#### Source material:
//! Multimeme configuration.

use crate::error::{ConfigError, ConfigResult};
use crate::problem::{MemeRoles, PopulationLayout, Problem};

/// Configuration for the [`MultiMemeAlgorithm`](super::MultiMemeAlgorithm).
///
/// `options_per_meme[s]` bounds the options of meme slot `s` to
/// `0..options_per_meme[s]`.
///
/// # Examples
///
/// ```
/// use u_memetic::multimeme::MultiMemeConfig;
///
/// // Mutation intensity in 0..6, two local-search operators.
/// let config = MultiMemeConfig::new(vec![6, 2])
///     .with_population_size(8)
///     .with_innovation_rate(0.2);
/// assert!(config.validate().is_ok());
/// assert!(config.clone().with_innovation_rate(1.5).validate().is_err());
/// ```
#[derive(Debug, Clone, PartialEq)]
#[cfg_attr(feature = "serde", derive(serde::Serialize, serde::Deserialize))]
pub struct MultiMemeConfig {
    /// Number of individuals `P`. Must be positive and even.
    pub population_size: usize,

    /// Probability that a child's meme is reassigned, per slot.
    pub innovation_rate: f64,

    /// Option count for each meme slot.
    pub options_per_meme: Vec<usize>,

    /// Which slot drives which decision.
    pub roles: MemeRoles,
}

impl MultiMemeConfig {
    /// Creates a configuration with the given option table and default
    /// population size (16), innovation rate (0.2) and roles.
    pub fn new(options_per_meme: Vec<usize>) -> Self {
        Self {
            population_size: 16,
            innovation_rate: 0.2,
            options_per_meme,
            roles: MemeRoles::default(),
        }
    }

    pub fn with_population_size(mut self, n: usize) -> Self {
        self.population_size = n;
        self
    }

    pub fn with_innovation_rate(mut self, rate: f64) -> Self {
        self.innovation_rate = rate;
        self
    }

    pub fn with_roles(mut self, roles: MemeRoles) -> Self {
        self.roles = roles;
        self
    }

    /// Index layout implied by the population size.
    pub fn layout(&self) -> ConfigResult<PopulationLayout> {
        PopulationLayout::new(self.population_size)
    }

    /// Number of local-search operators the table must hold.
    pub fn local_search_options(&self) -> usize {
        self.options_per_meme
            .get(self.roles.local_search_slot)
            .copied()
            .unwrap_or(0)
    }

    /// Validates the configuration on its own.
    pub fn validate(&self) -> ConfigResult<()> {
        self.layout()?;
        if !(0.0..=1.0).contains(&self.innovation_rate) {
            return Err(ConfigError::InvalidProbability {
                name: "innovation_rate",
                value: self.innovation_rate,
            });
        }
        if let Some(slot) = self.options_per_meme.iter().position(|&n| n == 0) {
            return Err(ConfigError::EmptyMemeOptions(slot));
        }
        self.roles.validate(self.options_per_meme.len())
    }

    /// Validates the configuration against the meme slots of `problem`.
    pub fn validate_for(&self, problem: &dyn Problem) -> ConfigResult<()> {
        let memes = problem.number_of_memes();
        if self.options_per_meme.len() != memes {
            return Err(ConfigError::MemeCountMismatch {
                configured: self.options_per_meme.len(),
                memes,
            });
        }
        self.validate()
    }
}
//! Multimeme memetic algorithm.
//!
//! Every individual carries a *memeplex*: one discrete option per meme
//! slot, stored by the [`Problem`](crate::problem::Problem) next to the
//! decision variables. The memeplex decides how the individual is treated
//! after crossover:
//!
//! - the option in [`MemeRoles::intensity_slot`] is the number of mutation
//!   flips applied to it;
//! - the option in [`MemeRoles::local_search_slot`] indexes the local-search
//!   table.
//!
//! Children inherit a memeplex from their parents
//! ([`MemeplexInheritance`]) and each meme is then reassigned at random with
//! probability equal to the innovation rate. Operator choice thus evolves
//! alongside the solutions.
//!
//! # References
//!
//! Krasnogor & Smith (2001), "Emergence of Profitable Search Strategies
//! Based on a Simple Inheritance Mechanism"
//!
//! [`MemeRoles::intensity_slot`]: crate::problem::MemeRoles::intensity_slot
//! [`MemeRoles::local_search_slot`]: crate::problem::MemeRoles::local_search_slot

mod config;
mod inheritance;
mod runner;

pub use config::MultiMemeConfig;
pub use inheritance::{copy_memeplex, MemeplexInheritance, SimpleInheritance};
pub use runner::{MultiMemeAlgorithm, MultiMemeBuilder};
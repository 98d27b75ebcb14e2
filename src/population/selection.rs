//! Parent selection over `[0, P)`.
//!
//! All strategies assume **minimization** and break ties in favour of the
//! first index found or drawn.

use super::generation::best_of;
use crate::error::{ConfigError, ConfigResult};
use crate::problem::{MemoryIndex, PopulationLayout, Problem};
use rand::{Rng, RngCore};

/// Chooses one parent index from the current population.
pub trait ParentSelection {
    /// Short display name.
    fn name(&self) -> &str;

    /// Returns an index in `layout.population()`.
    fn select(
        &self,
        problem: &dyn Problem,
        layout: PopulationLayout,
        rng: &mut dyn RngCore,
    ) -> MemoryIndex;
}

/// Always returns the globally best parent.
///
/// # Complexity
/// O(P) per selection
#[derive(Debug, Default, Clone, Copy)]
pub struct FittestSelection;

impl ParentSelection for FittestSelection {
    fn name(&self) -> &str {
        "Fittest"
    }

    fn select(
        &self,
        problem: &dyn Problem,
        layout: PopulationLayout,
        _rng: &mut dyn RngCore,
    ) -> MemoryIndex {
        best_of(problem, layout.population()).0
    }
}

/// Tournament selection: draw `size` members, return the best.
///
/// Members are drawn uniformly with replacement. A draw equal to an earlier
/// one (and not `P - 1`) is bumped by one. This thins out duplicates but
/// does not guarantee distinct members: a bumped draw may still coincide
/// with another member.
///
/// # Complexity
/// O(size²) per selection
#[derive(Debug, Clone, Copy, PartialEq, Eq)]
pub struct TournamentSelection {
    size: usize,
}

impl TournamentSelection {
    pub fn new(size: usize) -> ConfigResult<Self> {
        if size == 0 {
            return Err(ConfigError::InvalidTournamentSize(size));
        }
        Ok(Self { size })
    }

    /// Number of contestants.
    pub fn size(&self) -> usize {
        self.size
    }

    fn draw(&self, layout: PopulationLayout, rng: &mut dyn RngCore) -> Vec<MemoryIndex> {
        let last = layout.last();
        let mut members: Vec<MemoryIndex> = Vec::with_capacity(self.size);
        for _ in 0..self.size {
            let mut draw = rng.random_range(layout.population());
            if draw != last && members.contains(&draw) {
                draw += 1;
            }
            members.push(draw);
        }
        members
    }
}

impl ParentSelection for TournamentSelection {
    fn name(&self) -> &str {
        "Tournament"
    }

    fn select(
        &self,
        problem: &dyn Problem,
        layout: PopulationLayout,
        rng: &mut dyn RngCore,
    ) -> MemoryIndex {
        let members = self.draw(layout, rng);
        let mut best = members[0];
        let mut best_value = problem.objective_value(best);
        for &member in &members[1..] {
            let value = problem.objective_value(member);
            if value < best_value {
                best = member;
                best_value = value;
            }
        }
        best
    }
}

#### Description of the task:
Every line above with the string "each" in it needs to be copied.

#### Written response:
    /// Option count for each meme slot.
//! ([`MemeplexInheritance`]) and each meme is then reassigned at random with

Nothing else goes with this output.